This could make the SQL structure even clearer. What do you think?


177-183: Solid update to use text() here as well!

This change is consistent with the earlier updates and follows SQLAlchemy 2.0 best practices. Nice work!

A small suggestion for consistency: wdyt about using a multi-line string here too? It could look like:

connection.execute(
    text("""
        ALTER SESSION SET
        QUOTED_IDENTIFIERS_IGNORE_CASE = TRUE
        MULTI_STATEMENT_COUNT = 0
    """)
)

This would match the style used in the copy_statement. What do you think?

tests/integration_tests/conftest.py (1)

124-124: Nice touch using text() for BigQuery schema dropping!

Great job consistently applying text() for SQL queries across different database engines. It's a solid practice for SQL injection prevention and readability.

Quick thought: I noticed we're using a general Exception in the suppress context. Wdyt about catching more specific exceptions here? It might help with debugging if unexpected errors occur. Maybe something like:

from sqlalchemy.exc import SQLAlchemyError

with suppress(SQLAlchemyError):
    # ... rest of the code

This way, we're only suppressing SQLAlchemy-related errors. What do you think?

airbyte/caches/_catalog_backend.py (1)

16-16: LGTM! How about a small tweak?

The change looks good and aligns with the SQLAlchemy 2.0 migration. Nice job consolidating the imports! 👍

Just a tiny suggestion: wdyt about alphabetizing the imports from sqlalchemy.orm? It might make it easier to scan in the future. Something like:

from sqlalchemy.orm import declarative_base, Session
tests/integration_tests/test_all_cache_types.py (1)

250-256: Nice update to SQLAlchemy 2.0 style! How about a small tweak?

The changes look good and align well with SQLAlchemy 2.0 best practices. Using the context manager for the SQL connection and the text() function for the SQL command is spot on.

One small suggestion: wdyt about extracting the SQL command into a separate variable for better readability? Something like this:

sql_command = text(
    f"ALTER TABLE {new_generic_cache.schema_name}.{table_name} "
    "DROP COLUMN _airbyte_raw_id"
)
with new_generic_cache.processor.get_sql_connection() as conn:
    conn.execute(sql_command)

This could make the code a bit more readable and easier to maintain. What do you think?

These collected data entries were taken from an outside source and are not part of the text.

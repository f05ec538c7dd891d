mod cli;
mod demo;
mod infra;
mod routes;
mod server;

use enrollment::error::AppError;

pub async fn run() -> Result<(), AppError> {
    cli::run().await
}
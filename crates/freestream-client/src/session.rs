//! Client session state machine.
//!
//! `ClientSession` holds everything the client knows about its connection
//! without doing any IO: the state, the pending send queue, and the outbound
//! link handed over by the driver once a socket is open. Lifecycle callbacks
//! (`on_open`, `on_message`, `on_close`, `on_error`) are invoked by the driver
//! in [`crate::client`], and by tests directly.

use std::collections::VecDeque;
use std::time::Duration;

use serde_json::Value;
use tokio::sync::{broadcast, mpsc};
use url::Url;

use freestream_core::ClientFrame;

use crate::config::{ClientConfig, RECONNECT_DELAY};
use crate::error::{ClientError, ClientResult};

/// Capacity of the lifecycle event broadcast.
const EVENT_CAPACITY: usize = 256;

/// Outbound frames for the currently open socket.
pub type Link = mpsc::UnboundedSender<OutboundFrame>;

/// `Connecting -> Open -> Closed`, and back to `Connecting` on reconnect.
#[derive(Debug, Clone, Copy, PartialEq, Eq, Default)]
pub enum ClientState {
    Connecting,
    Open,
    #[default]
    Closed,
}

/// Lifecycle notifications for application code.
#[derive(Debug, Clone, PartialEq)]
pub enum ClientEvent {
    ConnectionEstablished,
    /// Raw payload, not decoded.
    MessageReceived(String),
    ConnectionClosed,
    Error(String),
}

impl ClientEvent {
    pub fn suffix(&self) -> &'static str {
        match self {
            ClientEvent::ConnectionEstablished => "Connection.Established",
            ClientEvent::MessageReceived(_) => "Message.Received",
            ClientEvent::ConnectionClosed => "Connection.Closed",
            ClientEvent::Error(_) => "Error",
        }
    }

    /// e.g. `Laravel.Freestream.WebSocket.Message.Received`
    pub fn name(&self, prefix: &str) -> String {
        format!("{prefix}.{}", self.suffix())
    }
}

/// A send waiting for the connection to open.
#[derive(Debug, Clone, PartialEq)]
pub struct ClientQueueEntry {
    pub event: String,
    pub payload: Value,
}

/// An encoded frame handed to the socket, together with the send it came
/// from so an unwritten frame can be queued again.
#[derive(Debug, Clone, PartialEq)]
pub struct OutboundFrame {
    pub text: String,
    pub entry: ClientQueueEntry,
}

pub struct ClientSession {
    config: ClientConfig,
    state: ClientState,
    queue: VecDeque<ClientQueueEntry>,
    try_reconnect: bool,
    link: Option<Link>,
    events: broadcast::Sender<ClientEvent>,
}

impl ClientSession {
    pub fn new(config: ClientConfig) -> Self {
        let (events, _) = broadcast::channel(EVENT_CAPACITY);
        let try_reconnect = config.reconnect;
        Self {
            config,
            state: ClientState::Closed,
            queue: VecDeque::new(),
            try_reconnect,
            link: None,
            events,
        }
    }

    pub fn config(&self) -> &ClientConfig {
        &self.config
    }

    pub fn state(&self) -> ClientState {
        self.state
    }

    /// Number of sends waiting for the connection to open.
    pub fn queued(&self) -> usize {
        self.queue.len()
    }

    pub fn pending(&self) -> impl Iterator<Item = &ClientQueueEntry> {
        self.queue.iter()
    }

    /// Set by every close; starts as the configured `reconnect` flag.
    pub fn reconnect_intent(&self) -> bool {
        self.try_reconnect
    }

    pub fn subscribe(&self) -> broadcast::Receiver<ClientEvent> {
        self.events.subscribe()
    }

    pub fn event_sender(&self) -> broadcast::Sender<ClientEvent> {
        self.events.clone()
    }

    /// Start a connection attempt. Returns the URL to dial.
    pub fn init(&mut self) -> ClientResult<Url> {
        let url = self.config.connection_url()?;
        self.state = ClientState::Connecting;
        self.transition("connecting", Some(url.as_str()));
        Ok(url)
    }

    /// Socket is open. Queued sends are flushed in FIFO order through `link`.
    pub fn on_open(&mut self, link: Link) -> ClientResult<()> {
        self.state = ClientState::Open;
        self.link = Some(link);
        self.transition("connection open", None);
        self.emit(ClientEvent::ConnectionEstablished);

        let mut pending = std::mem::take(&mut self.queue);
        while let Some(entry) = pending.pop_front() {
            if let Err(e) = self.send(entry.event, entry.payload) {
                self.queue.extend(pending);
                return Err(e);
            }
        }
        Ok(())
    }

    /// Pass-through of a server frame.
    pub fn on_message(&mut self, payload: impl Into<String>) {
        let payload = payload.into();
        if self.config.debug {
            tracing::info!(session_id = %self.config.session_id, %payload, "received message");
        } else {
            tracing::debug!(session_id = %self.config.session_id, %payload, "received message");
        }
        self.emit(ClientEvent::MessageReceived(payload));
    }

    /// Socket is gone. Returns the delay before the next `init` when
    /// reconnecting is enabled.
    pub fn on_close(&mut self) -> Option<Duration> {
        self.state = ClientState::Closed;
        self.link = None;
        self.try_reconnect = true;
        self.transition("connection closed", None);
        self.emit(ClientEvent::ConnectionClosed);

        self.config.reconnect.then_some(RECONNECT_DELAY)
    }

    /// Reported only; the close path follows from the transport.
    pub fn on_error(&mut self, error: &ClientError) {
        let error = error.to_string();
        if self.config.debug {
            tracing::info!(session_id = %self.config.session_id, %error, "caused error");
        } else {
            tracing::debug!(session_id = %self.config.session_id, %error, "caused error");
        }
        self.emit(ClientEvent::Error(error));
    }

    /// Put sends that reached the link but never the socket back at the
    /// head of the queue, ahead of anything queued since.
    pub fn requeue(&mut self, unsent: impl IntoIterator<Item = ClientQueueEntry>) {
        let mut queue: VecDeque<ClientQueueEntry> = unsent.into_iter().collect();
        if queue.is_empty() {
            return;
        }
        tracing::debug!(count = queue.len(), "requeued unsent frames");
        queue.append(&mut self.queue);
        self.queue = queue;
    }

    /// Local shutdown: closed without a reconnect.
    pub fn on_disconnect(&mut self) {
        if self.state == ClientState::Closed {
            return;
        }
        self.state = ClientState::Closed;
        self.link = None;
        self.transition("disconnected", None);
        self.emit(ClientEvent::ConnectionClosed);
    }

    /// Transmit now when open, queue otherwise. A `null` payload goes out as `[]`.
    pub fn send(&mut self, event: impl Into<String>, payload: impl Into<Value>) -> ClientResult<()> {
        let event = event.into();
        let payload = payload.into();

        let link = match (&self.state, &self.link) {
            (ClientState::Open, Some(link)) => link,
            _ => {
                tracing::trace!(%event, "queued until open");
                self.queue.push_back(ClientQueueEntry { event, payload });
                return Ok(());
            }
        };

        let frame = ClientFrame::new(event.as_str(), self.config.session_id.as_str(), Some(payload.clone()));
        let text = serde_json::to_string(&frame)?;

        if let Err(mpsc::error::SendError(frame)) = link.send(OutboundFrame {
            text,
            entry: ClientQueueEntry { event, payload },
        }) {
            // driver went away between open and close; keep it for the next open
            tracing::warn!(event = %frame.entry.event, "link closed; queued until open");
            self.queue.push_back(frame.entry);
        }
        Ok(())
    }

    fn emit(&self, event: ClientEvent) {
        // no subscribers is fine
        let _ = self.events.send(event);
    }

    fn transition(&self, what: &str, url: Option<&str>) {
        if self.config.debug {
            tracing::info!(session_id = %self.config.session_id, url, "{what}");
        } else {
            tracing::debug!(session_id = %self.config.session_id, url, "{what}");
        }
    }
}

airbyte/cloud/sync_results.py (2)

280-280: Explicit return looks good! Maybe we could add a type hint?

The addition of the explicit return statement improves clarity. Nice job! 👍

What do you think about adding a return type hint to make it even more explicit? Something like:

def get_sql_engine(self) -> sqlalchemy.engine.Engine:
    return self.get_sql_cache().get_sql_engine()

This would make the method's contract crystal clear. WDYT?


291-291: Explicit return looks great! How about adding type hints?

The addition of the explicit return statement enhances clarity. Well done! 🎉

To make it even more robust, what do you think about adding parameter and return type hints? Something like:

def get_sql_table(self, stream_name: str) -> sqlalchemy.Table:
    return self.get_sql_cache().processor.get_sql_table(stream_name)

This would make the method's input and output types crystal clear. Does that sound good to you?

airbyte/shared/sql_processor.py (2)

135-135: Good SQLAlchemy 2.0 preparation!

Adding future=True is a great step towards SQLAlchemy 2.0 compatibility. To make the intention clear for future readers, what do you think about adding a brief comment explaining why we're using future=True? Something like:

# Enable SQLAlchemy 2.0 future mode for forward compatibility
future=True,

This could help other developers understand the purpose of this parameter. wdyt?


1117-1119: Updated query construction - looks good!

The changes to the select statement in _emulated_merge_temp_table_to_final_table seem to align with SQLAlchemy 2.0 query construction practices. To make this clear for future readers, what do you think about adding a brief comment? Something like:

# Construct the select statement using SQLAlchemy 2.0 style
select_new_records_stmt = (
    select(temp_table).select_from(joined_table).where(where_not_exists_clause)
)

This could help other developers understand that this is intentionally using the new style. wdyt?

Review details

Configuration used: CodeRabbit UI
Review profile: CHILL

Commits

Files that changed from the base of the PR and between 2fae5a3 and 85ef6f0.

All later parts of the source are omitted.